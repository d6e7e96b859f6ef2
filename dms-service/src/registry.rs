//! Connection registry.
//!
//! Concurrency-safe directory of live connections keyed by database id. Each
//! entry owns the pool handle opened by its vendor adapter and the cached
//! connection status.
//!
//! Locking: registration holds the write lock for the whole connect so two
//! registrations of one id can never both reach the network. Removal takes the
//! write lock only to detach records; handles are closed after the lock is
//! released. Reads (queries, catalog lookups, probes) take the read lock for
//! the map lookup only and do their I/O on a cloned `Arc` of the record, so a
//! slow query never blocks the directory. A record detached while a query is
//! running stays alive until that query returns; the query itself fails once
//! its pool is closed.

use std::collections::HashMap;
use std::sync::atomic::{AtomicU8, Ordering};
use std::sync::Arc;
use std::time::Duration;

use futures::future::join_all;
use tokio::sync::RwLock;

use common::config::PoolConfig;
use common::errors::{AppError, AppResult, CloseFailures};
use common::models::{ConnectionStatus, Database, QueryResult, Vendor};
use common::OpContext;

use crate::adapters::{AdapterRegistry, DriverError, PoolHandle, PoolSettings, VendorAdapter};

/// One registered connection.
pub struct ConnectionRecord {
    database: Database,
    status: AtomicU8,
    handle: Arc<dyn PoolHandle>,
    adapter: Arc<dyn VendorAdapter>,
}

impl ConnectionRecord {
    fn new(database: Database, handle: Arc<dyn PoolHandle>, adapter: Arc<dyn VendorAdapter>) -> Self {
        Self {
            status: AtomicU8::new(ConnectionStatus::Disconnected as u8),
            database,
            handle,
            adapter,
        }
    }

    pub fn status(&self) -> ConnectionStatus {
        ConnectionStatus::from_u8(self.status.load(Ordering::Acquire))
    }

    fn set_status(&self, status: ConnectionStatus) {
        self.status.store(status as u8, Ordering::Release);
    }

    /// Copy of the database with the current status filled in.
    pub fn snapshot(&self) -> Database {
        let mut database = self.database.clone();
        database.status = self.status();
        database
    }

    fn id(&self) -> &str {
        &self.database.id
    }

    fn ensure_connected(&self) -> AppResult<()> {
        if self.status() != ConnectionStatus::Connected || self.handle.is_closed() {
            return Err(AppError::NotConnected(self.id().to_string()));
        }
        Ok(())
    }

    /// Classifies a failed read operation.
    fn operation_error(&self, err: DriverError) -> AppError {
        if let Some(reason) = err.interruption() {
            return AppError::interrupted(self.id(), reason);
        }
        if self.handle.is_closed() {
            return AppError::NotConnected(self.id().to_string());
        }
        AppError::query_failed(self.id(), err)
    }
}

/// Directory of live connections.
pub struct ConnectionRegistry {
    adapters: AdapterRegistry,
    pool_settings: PoolSettings,
    close_timeout: Duration,
    connections: RwLock<HashMap<String, Arc<ConnectionRecord>>>,
}

impl ConnectionRegistry {
    pub fn new(adapters: AdapterRegistry, pool: &PoolConfig) -> Self {
        Self::with_settings(
            adapters,
            PoolSettings::from(pool),
            Duration::from_secs(pool.close_timeout_secs),
        )
    }

    pub fn with_settings(
        adapters: AdapterRegistry,
        pool_settings: PoolSettings,
        close_timeout: Duration,
    ) -> Self {
        Self {
            adapters,
            pool_settings,
            close_timeout,
            connections: RwLock::new(HashMap::new()),
        }
    }

    /// Whether an adapter is registered for `vendor`.
    pub fn supports(&self, vendor: Vendor) -> bool {
        self.adapters.supports(vendor)
    }

    /// Opens a connection for `database` and registers it.
    ///
    /// Returns the stored snapshot with status `Connected`. On any failure
    /// the partially opened pool is released and nothing is registered.
    pub async fn connect(&self, ctx: &OpContext, mut database: Database) -> AppResult<Database> {
        let mut connections = self.connections.write().await;
        if connections.contains_key(&database.id) {
            return Err(AppError::AlreadyConnected(database.id));
        }
        let adapter = self
            .adapters
            .create(database.vendor)
            .ok_or_else(|| AppError::InvalidDatabaseType(database.vendor.to_string()))?;

        database.status = ConnectionStatus::Disconnected;
        tracing::info!(
            id = %database.id,
            vendor = %database.vendor,
            host = %database.host,
            port = database.port,
            "connecting to database"
        );

        let handle = adapter
            .connect(ctx, &database, &self.pool_settings)
            .await
            .map_err(|e| {
                tracing::warn!(id = %database.id, error = %e, "connection attempt failed");
                AppError::connection_failed(&database.id, e)
            })?;

        if let Err(e) = probe(ctx, adapter.as_ref(), handle.as_ref()).await {
            tracing::warn!(id = %database.id, error = %e, "health probe failed after connect");
            if let Err(close_err) = self.close_handle(ctx, handle.as_ref()).await {
                tracing::warn!(id = %database.id, error = %close_err, "failed to release pool");
            }
            return Err(AppError::connection_failed(&database.id, e));
        }

        let record = Arc::new(ConnectionRecord::new(database, handle, adapter));
        record.set_status(ConnectionStatus::Connected);
        let snapshot = record.snapshot();
        connections.insert(snapshot.id.clone(), record);

        tracing::info!(id = %snapshot.id, vendor = %snapshot.vendor, "database connected");
        Ok(snapshot)
    }

    /// Removes `id` and closes its pool.
    ///
    /// The entry is gone even when closing fails; the failure is still
    /// reported as `CloseFailed`.
    pub async fn disconnect(&self, ctx: &OpContext, id: &str) -> AppResult<()> {
        let record = self
            .connections
            .write()
            .await
            .remove(id)
            .ok_or_else(|| AppError::DatabaseNotFound(id.to_string()))?;

        let closed = self.close_handle(ctx, record.handle.as_ref()).await;
        record.set_status(ConnectionStatus::Disconnected);

        match closed {
            Ok(()) => {
                tracing::info!(id = %id, "database disconnected");
                Ok(())
            }
            Err(e) => {
                tracing::warn!(id = %id, error = %e, "database removed but pool did not close cleanly");
                Err(AppError::close_failed(id, e))
            }
        }
    }

    /// Runs `query` on the connection registered as `id`.
    pub async fn execute_query(
        &self,
        ctx: &OpContext,
        id: &str,
        query: &str,
    ) -> AppResult<QueryResult> {
        let record = self.lookup(id).await?;
        record.ensure_connected()?;
        let result = record
            .adapter
            .execute_query(ctx, record.handle.as_ref(), query)
            .await
            .map_err(|e| record.operation_error(e))?;

        tracing::debug!(
            id = %id,
            rows = result.row_count(),
            elapsed_ms = result.execution_time().as_millis() as u64,
            "query executed"
        );
        Ok(result)
    }

    /// Table names of the connection's catalog schema.
    pub async fn get_tables(&self, ctx: &OpContext, id: &str) -> AppResult<Vec<String>> {
        let record = self.lookup(id).await?;
        record.ensure_connected()?;
        record
            .adapter
            .get_tables(ctx, record.handle.as_ref())
            .await
            .map_err(|e| record.operation_error(e))
    }

    /// Column names of `table`.
    pub async fn get_columns(
        &self,
        ctx: &OpContext,
        id: &str,
        table: &str,
    ) -> AppResult<Vec<String>> {
        let record = self.lookup(id).await?;
        record.ensure_connected()?;
        record
            .adapter
            .get_columns(ctx, record.handle.as_ref(), table)
            .await
            .map_err(|e| record.operation_error(e))
    }

    /// Probes the connection and reports whether it is usable.
    ///
    /// A failed probe marks the record `Disconnected`; it stays registered
    /// until disconnected explicitly. An interrupted probe changes nothing.
    pub async fn is_connected(&self, ctx: &OpContext, id: &str) -> bool {
        let Some(record) = self.find(id).await else {
            return false;
        };
        if record.handle.is_closed() {
            record.set_status(ConnectionStatus::Disconnected);
            return false;
        }

        match probe(ctx, record.adapter.as_ref(), record.handle.as_ref()).await {
            Ok(()) => record.status() == ConnectionStatus::Connected,
            Err(DriverError::Interrupted(_)) => false,
            Err(e) => {
                if record.status() == ConnectionStatus::Connected {
                    tracing::warn!(id = %id, error = %e, "health probe failed, marking disconnected");
                }
                record.set_status(ConnectionStatus::Disconnected);
                false
            }
        }
    }

    /// Snapshots of every registered database, ordered by id.
    ///
    /// Passwords are not masked here.
    pub async fn list_connections(&self) -> Vec<Database> {
        let mut databases: Vec<Database> = self
            .connections
            .read()
            .await
            .values()
            .map(|record| record.snapshot())
            .collect();
        databases.sort_by(|a, b| a.id.cmp(&b.id));
        databases
    }

    /// Snapshot of one registered database.
    pub async fn get(&self, id: &str) -> Option<Database> {
        self.find(id).await.map(|record| record.snapshot())
    }

    pub async fn contains(&self, id: &str) -> bool {
        self.connections.read().await.contains_key(id)
    }

    pub async fn connection_count(&self) -> usize {
        self.connections.read().await.len()
    }

    /// Detaches every connection and closes all pools concurrently.
    ///
    /// The registry is empty afterwards whatever happens; every close failure
    /// is collected into one `ShutdownIncomplete` error.
    pub async fn disconnect_all(&self, ctx: &OpContext) -> AppResult<()> {
        let mut drained: Vec<Arc<ConnectionRecord>> = {
            let mut connections = self.connections.write().await;
            connections.drain().map(|(_, record)| record).collect()
        };
        drained.sort_by(|a, b| a.id().cmp(b.id()));
        if drained.is_empty() {
            return Ok(());
        }
        tracing::info!(count = drained.len(), "closing all connections");

        let outcomes = join_all(drained.iter().map(|record| async move {
            let closed = self.close_handle(ctx, record.handle.as_ref()).await;
            record.set_status(ConnectionStatus::Disconnected);
            (record.id(), closed)
        }))
        .await;

        let mut failures = CloseFailures::default();
        for (id, outcome) in outcomes {
            if let Err(e) = outcome {
                tracing::warn!(id = %id, error = %e, "failed to close connection");
                failures.push(id, e);
            }
        }

        if failures.is_empty() {
            Ok(())
        } else {
            Err(AppError::ShutdownIncomplete(failures))
        }
    }

    async fn find(&self, id: &str) -> Option<Arc<ConnectionRecord>> {
        self.connections.read().await.get(id).cloned()
    }

    async fn lookup(&self, id: &str) -> AppResult<Arc<ConnectionRecord>> {
        self.find(id)
            .await
            .ok_or_else(|| AppError::DatabaseNotFound(id.to_string()))
    }

    /// Closes `handle`, bounded by `ctx` and the configured close timeout.
    ///
    /// A `ctx` that is already done still gets one attempt, bounded by the
    /// close timeout alone, so a detached pool is never left open.
    async fn close_handle(&self, ctx: &OpContext, handle: &dyn PoolHandle) -> Result<(), DriverError> {
        let bounded = match ctx.check() {
            Ok(()) => ctx.with_timeout(self.close_timeout),
            Err(_) => OpContext::background().with_timeout(self.close_timeout),
        };
        bounded.guard(handle.close()).await?
    }
}

/// One health probe bounded by the adapter's probe timeout and by `ctx`.
async fn probe(
    ctx: &OpContext,
    adapter: &dyn VendorAdapter,
    handle: &dyn PoolHandle,
) -> Result<(), DriverError> {
    let timeout = adapter.probe_timeout();
    match ctx.guard(tokio::time::timeout(timeout, handle.ping())).await? {
        Ok(result) => result,
        Err(_) => Err(DriverError::ProbeTimeout(timeout)),
    }
}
.....
→ What to produce:
Exactly as they stand, please print the lines from the first line of the records above down to the line that includes "and the cached", both of those included and no others.

→ Written answer:
repository d6e7e96b859f6ef2
filename dms-service/src/registry.rs
//! Connection registry.
//!
//! Concurrency-safe directory of live connections keyed by database id. Each
//! entry owns the pool handle opened by its vendor adapter and the cached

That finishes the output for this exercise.